Top of Entries supplied
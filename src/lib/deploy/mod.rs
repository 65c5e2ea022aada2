pub mod deployer;
pub mod health;
pub mod image;
pub mod lifecycle;
pub mod ports;
pub mod report;
pub mod types;
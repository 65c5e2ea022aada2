use std::sync::Arc;
use std::time::Duration;

use crate::lib::worker::types::{PoolCounters, PoolSummary, SystemStats};
use serde::{Serialize, ser::SerializeStruct};
use sysinfo::{Disks, System};
use tracing::info;

impl Serialize for SystemStats {
    fn serialize<S>(&self, serializer: S) -> Result<S::Ok, S::Error>
    where
        S: serde::Serializer,
    {
        let mut state = serializer.serialize_struct("SystemStats", 13)?;
        state.serialize_field("cpu_usage", &format!("{:.2}%", self.cpu_usage))?;
        state.serialize_field("total_memory", &format!("{} MB", self.total_memory))?;
        state.serialize_field("used_memory", &format!("{} MB", self.used_memory))?;
        state.serialize_field("total_swap", &format!("{} MB", self.total_swap))?;
        state.serialize_field("used_swap", &format!("{} MB", self.used_swap))?;
        state.serialize_field("system_name", &self.system_name)?;
        state.serialize_field("hostname", &self.hostname)?;
        state.serialize_field("total_cpus", &self.total_cpus)?;
        state.serialize_field("disk_usage", &format!("{:.2}%", self.disk_usage))?;
        state.serialize_field("queued", &self.pool.queued)?;
        state.serialize_field("done", &self.pool.done)?;
        state.serialize_field("failed", &self.pool.failed)?;
        state.serialize_field("skipped", &self.pool.skipped)?;
        state.end()
    }
}

fn mebibytes(bytes: u64) -> u64 {
    bytes / (1024 * 1024)
}

/// Share of all mounted disk space in use, in percent.
fn disk_usage(disks: &Disks) -> f32 {
    let (used, total) = disks.iter().fold((0u64, 0u64), |(used, total), disk| {
        let size = disk.total_space();
        (used + size.saturating_sub(disk.available_space()), total + size)
    });
    if total == 0 {
        return 0.0;
    }
    (used as f64 / total as f64 * 100.0) as f32
}

pub fn get_stats(sysinfo: &System, pool: PoolSummary) -> SystemStats {
    let unknown = || "Unknown".to_string();
    SystemStats {
        cpu_usage: (sysinfo.global_cpu_usage() * 100.0).round() / 100.0,
        total_memory: mebibytes(sysinfo.total_memory()),
        used_memory: mebibytes(sysinfo.used_memory()),
        total_swap: mebibytes(sysinfo.total_swap()),
        used_swap: mebibytes(sysinfo.used_swap()),
        system_name: System::name().unwrap_or_else(unknown),
        hostname: System::host_name().unwrap_or_else(unknown),
        total_cpus: sysinfo.cpus().len() as u64,
        disk_usage: disk_usage(&Disks::new_with_refreshed_list()),
        pool,
    }
}

/// Logs host load next to the pool's progress until aborted.
pub async fn collect_stats(counters: Arc<PoolCounters>, every: Duration) {
    let mut sysinfo = System::new();
    let mut ticker = tokio::time::interval(every.max(Duration::from_secs(1)));
    // the first tick fires immediately and has no CPU baseline yet
    ticker.tick().await;
    sysinfo.refresh_cpu_usage();

    loop {
        ticker.tick().await;
        sysinfo.refresh_cpu_usage();
        sysinfo.refresh_memory();
        let stats = get_stats(&sysinfo, counters.snapshot());
        match serde_json::to_string(&stats) {
            Ok(json) => info!(stats = %json, "pool progress"),
            Err(e) => info!(error = %e, "cannot serialize stats"),
        }
    }
}

#[cfg(test)]
mod tests {
    use super::*;

    #[test]
    fn stats_serialize_with_units_and_counters() {
        let stats = SystemStats {
            cpu_usage: 12.5,
            total_memory: 2048,
            used_memory: 1024,
            total_swap: 0,
            used_swap: 0,
            system_name: "Linux".into(),
            hostname: "builder".into(),
            total_cpus: 8,
            disk_usage: 50.0,
            pool: PoolSummary {
                queued: 10,
                done: 4,
                failed: 1,
                skipped: 2,
            },
        };

        let value = serde_json::to_value(&stats).unwrap();
        assert_eq!(value["cpu_usage"], "12.50%");
        assert_eq!(value["used_memory"], "1024 MB");
        assert_eq!(value["disk_usage"], "50.00%");
        assert_eq!(value["done"], 4);
        assert_eq!(value["skipped"], 2);
    }

    #[test]
    fn memory_is_reported_in_whole_mebibytes() {
        assert_eq!(mebibytes(3 * 1024 * 1024 + 512), 3);
        assert_eq!(mebibytes(1024), 0);
    }

    #[test]
    fn no_disks_means_no_usage() {
        assert_eq!(disk_usage(&Disks::new()), 0.0);
    }

    #[test]
    fn host_stats_are_plausible() {
        let mut sysinfo = System::new();
        sysinfo.refresh_memory();
        let stats = get_stats(&sysinfo, PoolSummary::default());
        assert!(stats.used_memory <= stats.total_memory);
        assert!((0.0..=100.0).contains(&stats.disk_usage));
    }
}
Bottom of Entries supplied
## [Assigned task]
Retype all of the records so that every line matches the original exactly.

## [Output]
filename src/lib/deploy/mod.rs
repository 65c5e2ea022aada2
pub mod deployer;
pub mod health;
pub mod image;
pub mod lifecycle;
pub mod ports;
pub mod report;
pub mod types;
repository 65c5e2ea022aada2
use std::sync::Arc;
use std::time::Duration;

use crate::lib::worker::types::{PoolCounters, PoolSummary, SystemStats};
use serde::{Serialize, ser::SerializeStruct};
use sysinfo::{Disks, System};
use tracing::info;

impl Serialize for SystemStats {
    fn serialize<S>(&self, serializer: S) -> Result<S::Ok, S::Error>
    where
        S: serde::Serializer,
    {
        let mut state = serializer.serialize_struct("SystemStats", 13)?;
        state.serialize_field("cpu_usage", &format!("{:.2}%", self.cpu_usage))?;
        state.serialize_field("total_memory", &format!("{} MB", self.total_memory))?;
        state.serialize_field("used_memory", &format!("{} MB", self.used_memory))?;
        state.serialize_field("total_swap", &format!("{} MB", self.total_swap))?;
        state.serialize_field("used_swap", &format!("{} MB", self.used_swap))?;
        state.serialize_field("system_name", &self.system_name)?;
        state.serialize_field("hostname", &self.hostname)?;
        state.serialize_field("total_cpus", &self.total_cpus)?;
        state.serialize_field("disk_usage", &format!("{:.2}%", self.disk_usage))?;
        state.serialize_field("queued", &self.pool.queued)?;
        state.serialize_field("done", &self.pool.done)?;
        state.serialize_field("failed", &self.pool.failed)?;
        state.serialize_field("skipped", &self.pool.skipped)?;
        state.end()
    }
}

fn mebibytes(bytes: u64) -> u64 {
    bytes / (1024 * 1024)
}

/// Share of all mounted disk space in use, in percent.
fn disk_usage(disks: &Disks) -> f32 {
    let (used, total) = disks.iter().fold((0u64, 0u64), |(used, total), disk| {
        let size = disk.total_space();
        (used + size.saturating_sub(disk.available_space()), total + size)
    });
    if total == 0 {
        return 0.0;
    }
    (used as f64 / total as f64 * 100.0) as f32
}

pub fn get_stats(sysinfo: &System, pool: PoolSummary) -> SystemStats {
    let unknown = || "Unknown".to_string();
    SystemStats {
        cpu_usage: (sysinfo.global_cpu_usage() * 100.0).round() / 100.0,
        total_memory: mebibytes(sysinfo.total_memory()),
        used_memory: mebibytes(sysinfo.used_memory()),
        total_swap: mebibytes(sysinfo.total_swap()),
        used_swap: mebibytes(sysinfo.used_swap()),
        system_name: System::name().unwrap_or_else(unknown),
        hostname: System::host_name().unwrap_or_else(unknown),
        total_cpus: sysinfo.cpus().len() as u64,
        disk_usage: disk_usage(&Disks::new_with_refreshed_list()),
        pool,
    }
}

/// Logs host load next to the pool's progress until aborted.
pub async fn collect_stats(counters: Arc<PoolCounters>, every: Duration) {
    let mut sysinfo = System::new();
    let mut ticker = tokio::time::interval(every.max(Duration::from_secs(1)));
    // the first tick fires immediately and has no CPU baseline yet
    ticker.tick().await;
    sysinfo.refresh_cpu_usage();

    loop {
        ticker.tick().await;
        sysinfo.refresh_cpu_usage();
        sysinfo.refresh_memory();
        let stats = get_stats(&sysinfo, counters.snapshot());
        match serde_json::to_string(&stats) {
            Ok(json) => info!(stats = %json, "pool progress"),
            Err(e) => info!(error = %e, "cannot serialize stats"),
        }
    }
}

#[cfg(test)]
mod tests {
    use super::*;

    #[test]
    fn stats_serialize_with_units_and_counters() {
        let stats = SystemStats {
            cpu_usage: 12.5,
            total_memory: 2048,
            used_memory: 1024,
            total_swap: 0,
            used_swap: 0,
            system_name: "Linux".into(),
            hostname: "builder".into(),
            total_cpus: 8,
            disk_usage: 50.0,
            pool: PoolSummary {
                queued: 10,
                done: 4,
                failed: 1,
                skipped: 2,
            },
        };

        let value = serde_json::to_value(&stats).unwrap();
        assert_eq!(value["cpu_usage"], "12.50%");
        assert_eq!(value["used_memory"], "1024 MB");
        assert_eq!(value["disk_usage"], "50.00%");
        assert_eq!(value["done"], 4);
        assert_eq!(value["skipped"], 2);
    }

    #[test]
    fn memory_is_reported_in_whole_mebibytes() {
        assert_eq!(mebibytes(3 * 1024 * 1024 + 512), 3);
        assert_eq!(mebibytes(1024), 0);
    }

    #[test]
    fn no_disks_means_no_usage() {
        assert_eq!(disk_usage(&Disks::new()), 0.0);
    }

    #[test]
    fn host_stats_are_plausible() {
        let mut sysinfo = System::new();
        sysinfo.refresh_memory();
        let stats = get_stats(&sysinfo, PoolSummary::default());
        assert!(stats.used_memory <= stats.total_memory);
        assert!((0.0..=100.0).contains(&stats.disk_usage));
    }
}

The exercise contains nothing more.